I found my shorts and I will be needing them. Here, in Barelas (ABQ), where we will be getting 80° temps for a while. That means walks will be prior to 10am.

I am very pleased to announce that Linda Harding is our Grand Prize Winner for Color It Red 2026 (image).

Color It Red Special Issue Portfolio Winners: Linda Harding (cover), Heidi Egerman, Beamie Young, Elizabeth Siegfried, Michele Zousmer; Mini Portfolio Winners: Daryl Black, Judy Hancock Holland, Catherine Eaton Skinner, Allen Bourne, Bob Newman; Single Image Showcase Winners: Derry Lubell, Terryl Allen, Trish Hanna, Barbara E. Leven, Sheila Ciminera, Janet Morrison, Jacqui Turner, Mark Indig, Karen Tillison, Susan B. Graham, Steve Immel, Julie Meridian, Michelle Anderson, Marte Amato, Judi Iranyi

If you purchase this annual PDF subscription at only $14.50, your first subscribed issue will be the May/June issue of Shadow & Light Magazine, to be released May 15, 2026. You will also receive the current issue FREE! Click here to subscribe!
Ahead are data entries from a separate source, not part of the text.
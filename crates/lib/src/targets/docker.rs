//! Container images saved as `docker save` tarballs.

use std::fs::File;
use std::io::{self, BufReader};
use std::path::{Path, PathBuf};
use std::sync::Arc;

use async_trait::async_trait;

use super::{
  ArchiveFormat, ArchiveInitializer, BASE_IMAGE, Distribution, Release, alpine, optional, product_flags, replace_type,
  ubuntu,
};
use crate::artifact::{Artifact, ArtifactError, ArtifactHandler, ArtifactInitializer, ArtifactType, BuildOpts, InitContext};
use crate::engine::{Builder, Engine};
use crate::flag::{Flag, parse_flags};

const DEFAULT_BASE: &str = "alpine";

fn base_image_ref(base: &str) -> &'static str {
  match base {
    "ubuntu" => "ubuntu:24.04",
    _ => "alpine:3.20",
  }
}

const DOCKERFILE: &str = r#"ARG BASE_IMAGE
FROM ${BASE_IMAGE}
COPY app /usr/share/app
WORKDIR /usr/share/app
EXPOSE 3000
ENTRYPOINT ["/usr/share/app/bin/grafana", "server"]
"#;

pub struct DockerHandler {
  pub release: Release,
  pub distro: Distribution,
  pub base: String,
  tarball: Arc<Artifact>,
}

impl DockerHandler {
  fn tag(&self) -> String {
    let suffix = if self.base == DEFAULT_BASE {
      String::new()
    } else {
      format!("-{}", self.base)
    };
    format!(
      "{}:{}-{}{}",
      self.release.product.package_name,
      self.release.version,
      self.distro.slug(),
      suffix
    )
  }
}

#[async_trait]
impl ArtifactHandler for DockerHandler {
  fn filename(&self) -> Result<String, ArtifactError> {
    Ok(format!(
      "{}_{}_{}.docker.tar.gz",
      self.release.stem(),
      self.distro.slug(),
      self.base
    ))
  }

  async fn dependencies(&self) -> Result<Vec<Arc<Artifact>>, ArtifactError> {
    Ok(vec![self.tarball.clone()])
  }

  async fn builder(&self, opts: &BuildOpts<'_>) -> Result<Builder, ArtifactError> {
    let tarball = opts.store.file(&self.tarball).await?;
    Ok(
      Builder::new(format!("docker-{}-{}", self.distro.slug(), self.base))
        .with_input("TARBALL", tarball)
        .with_env("DOCKERFILE", DOCKERFILE)
        .with_env("BASE_IMAGE", base_image_ref(&self.base))
        .with_env("PLATFORM", self.distro.to_string())
        .with_env("TAG", self.tag())
        .with_env("IMAGE_FILE", self.filename()?)
        .with_command("mkdir -p \"$out/context/app\"")
        .with_command("tar -xzf \"$TARBALL\" -C \"$out/context/app\" --strip-components=1")
        .with_command("printf '%s' \"$DOCKERFILE\" > \"$out/context/Dockerfile\"")
        .with_command(
          "docker build --platform \"$PLATFORM\" --build-arg BASE_IMAGE=\"$BASE_IMAGE\" -t \"$TAG\" \"$out/context\"",
        )
        .with_command("docker save \"$TAG\" | gzip -n > \"$out/$IMAGE_FILE\""),
    )
  }

  async fn build_file(&self, builder: &Builder, opts: &BuildOpts<'_>) -> Result<PathBuf, ArtifactError> {
    let out = opts.engine.run(builder).await?;
    Ok(out.join(self.filename()?))
  }

  /// A saved image must carry the `manifest.json` that `docker load` reads.
  async fn verify_file(&self, _engine: &Engine, file: &Path) -> Result<(), ArtifactError> {
    let path = file.to_path_buf();
    let found = tokio::task::spawn_blocking(move || -> io::Result<bool> {
      let decoder = flate2::read::GzDecoder::new(BufReader::new(File::open(&path)?));
      let mut archive = tar::Archive::new(decoder);
      for entry in archive.entries()? {
        if &*entry?.path()? == Path::new("manifest.json") {
          return Ok(true);
        }
      }
      Ok(false)
    })
    .await??;

    if !found {
      return Err(ArtifactError::Verification(format!(
        "{} has no manifest.json",
        file.display()
      )));
    }
    Ok(())
  }
}

pub struct DockerInitializer;

#[async_trait]
impl ArtifactInitializer for DockerInitializer {
  fn name(&self) -> &'static str {
    "docker"
  }

  fn artifact_type(&self) -> ArtifactType {
    ArtifactType::File
  }

  fn flags(&self) -> Vec<Flag> {
    let mut flags = product_flags();
    flags.extend([alpine(), ubuntu()]);
    flags
  }

  async fn initialize(&self, descriptor: &str, ctx: &InitContext) -> Result<Arc<Artifact>, ArtifactError> {
    let flags = self.flags();
    let options = parse_flags(descriptor, &flags)?;
    let tarball = ArchiveInitializer(ArchiveFormat::TarGz)
      .initialize(&replace_type(descriptor, self.name(), "targz"), ctx)
      .await?;

    let handler = DockerHandler {
      release: Release::resolve(&options, &ctx.state).await?,
      distro: Distribution::from_descriptor(descriptor)?,
      base: optional(options.string(BASE_IMAGE))?.unwrap_or_else(|| DEFAULT_BASE.to_string()),
      tarball,
    };
    Ok(ctx.artifact(descriptor, self.artifact_type(), flags, handler))
  }
}
//! Run-scoped memoization of argument values.

use std::collections::HashMap;
use std::path::PathBuf;
use std::sync::{Arc, Mutex, PoisonError};

use thiserror::Error;
use tokio::sync::OnceCell;
use tracing::debug;

use super::{Argument, ArgumentType, ArgumentValue, CacheVolume, CliValues};

/// Errors returned by the [`State`] accessors.
#[derive(Debug, Error)]
pub enum StateError {
  /// The argument has no value function, so nothing can supply it.
  #[error("flag or value not provided for argument '{name}' ({description})")]
  NotProvided { name: String, description: String },

  /// The argument resolved to a different kind than the accessor expects.
  #[error("argument '{name}' is {actual}, expected {expected}")]
  UnexpectedType {
    name: String,
    expected: ArgumentType,
    actual: ArgumentType,
  },

  /// The value function failed. Not cached; a later call retries.
  #[error("failed to resolve argument '{name}'")]
  Resolve {
    name: String,
    #[source]
    source: Box<dyn std::error::Error + Send + Sync>,
  },
}

/// Process-wide cache of resolved arguments for one orchestrator run.
///
/// Each argument name maps to a cell that is initialized at most once, even
/// when several tasks request the same unresolved argument concurrently: the
/// first caller runs the value function while the rest wait for its result.
/// A failed initialization leaves the cell empty.
#[derive(Debug, Default)]
pub struct State {
  cli: CliValues,
  values: Mutex<HashMap<&'static str, Arc<OnceCell<ArgumentValue>>>>,
}

impl State {
  pub fn new(cli: CliValues) -> Self {
    Self {
      cli,
      values: Mutex::new(HashMap::new()),
    }
  }

  /// CLI flag values available to value functions.
  pub fn cli(&self) -> &CliValues {
    &self.cli
  }

  /// Whether `name` has already been resolved in this run.
  pub fn is_resolved(&self, name: &str) -> bool {
    let values = self.values.lock().unwrap_or_else(PoisonError::into_inner);
    values.get(name).is_some_and(|cell| cell.initialized())
  }

  fn cell(&self, name: &'static str) -> Arc<OnceCell<ArgumentValue>> {
    let mut values = self.values.lock().unwrap_or_else(PoisonError::into_inner);
    values.entry(name).or_default().clone()
  }

  /// Resolve `argument`, running its value function only on first use.
  ///
  /// A value whose kind differs from the declared type is rejected and not
  /// stored.
  pub async fn resolve(&self, argument: &Argument) -> Result<ArgumentValue, StateError> {
    let cell = self.cell(argument.name);
    let value = cell
      .get_or_try_init(|| async {
        let Some(func) = &argument.value_func else {
          return Err(StateError::NotProvided {
            name: argument.name.to_string(),
            description: argument.description.to_string(),
          });
        };

        debug!(argument = argument.name, kind = %argument.argument_type, "resolving argument");
        let value = func.value(self).await.map_err(|e| StateError::Resolve {
          name: argument.name.to_string(),
          source: e.into(),
        })?;
        if value.kind() != argument.argument_type {
          return Err(unexpected(argument, argument.argument_type, &value));
        }
        Ok(value)
      })
      .await?;

    Ok(value.clone())
  }

  pub async fn string(&self, argument: &Argument) -> Result<String, StateError> {
    match self.resolve(argument).await? {
      ArgumentValue::String(value) => Ok(value),
      other => Err(unexpected(argument, ArgumentType::String, &other)),
    }
  }

  pub async fn int64(&self, argument: &Argument) -> Result<i64, StateError> {
    match self.resolve(argument).await? {
      ArgumentValue::Int64(value) => Ok(value),
      other => Err(unexpected(argument, ArgumentType::Int64, &other)),
    }
  }

  pub async fn bool(&self, argument: &Argument) -> Result<bool, StateError> {
    match self.resolve(argument).await? {
      ArgumentValue::Bool(value) => Ok(value),
      other => Err(unexpected(argument, ArgumentType::Bool, &other)),
    }
  }

  pub async fn file(&self, argument: &Argument) -> Result<PathBuf, StateError> {
    match self.resolve(argument).await? {
      ArgumentValue::File(value) => Ok(value),
      other => Err(unexpected(argument, ArgumentType::File, &other)),
    }
  }

  pub async fn directory(&self, argument: &Argument) -> Result<PathBuf, StateError> {
    match self.resolve(argument).await? {
      ArgumentValue::Directory(value) => Ok(value),
      other => Err(unexpected(argument, ArgumentType::Directory, &other)),
    }
  }

  pub async fn cache_volume(&self, argument: &Argument) -> Result<CacheVolume, StateError> {
    match self.resolve(argument).await? {
      ArgumentValue::CacheVolume(value) => Ok(value),
      other => Err(unexpected(argument, ArgumentType::CacheVolume, &other)),
    }
  }
}

fn unexpected(argument: &Argument, expected: ArgumentType, actual: &ArgumentValue) -> StateError {
  StateError::UnexpectedType {
    name: argument.name.to_string(),
    expected,
    actual: actual.kind(),
  }
}
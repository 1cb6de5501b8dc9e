//! Terminal reporting for the `shipyard` commands.
//!
//! Text output marks each line with a colored glyph; `--output json` swaps the
//! whole report for one pretty-printed document on stdout.

use std::time::Duration;

use anyhow::Context;
use clap::ValueEnum;
use owo_colors::{OwoColorize, Stream};

/// How a command reports its result.
#[derive(Debug, Clone, Copy, Default, ValueEnum)]
pub enum OutputFormat {
  #[default]
  Text,
  Json,
}

impl OutputFormat {
  pub fn is_json(self) -> bool {
    matches!(self, OutputFormat::Json)
  }
}

const DONE: &str = "✓";
const FAILED: &str = "✗";
const NOTE: &str = "•";
const CAUSE: &str = "→";

/// Size of an exported file, in binary units.
pub fn format_bytes(bytes: u64) -> String {
  const UNITS: [&str; 3] = ["KB", "MB", "GB"];

  if bytes < 1024 {
    return format!("{bytes} B");
  }
  let mut size = bytes as f64 / 1024.0;
  let mut unit = 0;
  while size >= 1024.0 && unit + 1 < UNITS.len() {
    size /= 1024.0;
    unit += 1;
  }
  format!("{size:.1} {}", UNITS[unit])
}

/// Wall time of a run: milliseconds under a second, minutes past one.
pub fn format_duration(duration: Duration) -> String {
  match duration.as_secs() {
    0 => format!("{}ms", duration.subsec_millis()),
    secs @ 1..=59 => format!("{secs}.{:02}s", duration.subsec_millis() / 10),
    secs => format!("{}m {}s", secs / 60, secs % 60),
  }
}

/// One finished artifact.
pub fn print_success(message: &str) {
  println!("{} {message}", DONE.if_supports_color(Stream::Stdout, |s| s.green()));
}

/// Print an error and its full cause chain.
pub fn print_error(error: &anyhow::Error) {
  eprintln!(
    "{} {}",
    FAILED.if_supports_color(Stream::Stderr, |s| s.red()),
    error.to_string().if_supports_color(Stream::Stderr, |s| s.red())
  );
  for cause in error.chain().skip(1) {
    eprintln!("  {CAUSE} {cause}");
  }
}

pub fn print_info(message: &str) {
  println!("{} {message}", NOTE.if_supports_color(Stream::Stdout, |s| s.blue()));
}

/// Indented `label: value` detail under the preceding line.
pub fn print_stat(label: &str, value: &str) {
  println!("  {}: {value}", label.if_supports_color(Stream::Stdout, |s| s.dimmed()));
}

pub fn print_json<T: serde::Serialize>(value: &T) -> anyhow::Result<()> {
  let json = serde_json::to_string_pretty(value).context("failed to encode report as JSON")?;
  println!("{json}");
  Ok(())
}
In my newest weekly venture, the starter (#115), I include short pieces that are inspirational and full of positive vibes, with a nod toward photography and poetry. You can subscribe for free or opt for the paid versions, with which you will receive every issue. In the current issue, I chat about "The Value of Peer Chatting," and there are a few other feature pieces that might fuel your creative process. In the section View here, I feature Shadow & Light Magazine alum, Jari Poulin and her enigmatic "Where the Willows Weep" portfolio. Here is a link, if you are interested.

Image: Linda Harding (2026 Color It Red Cover-Grand Prize Winner)

Enjoy your week!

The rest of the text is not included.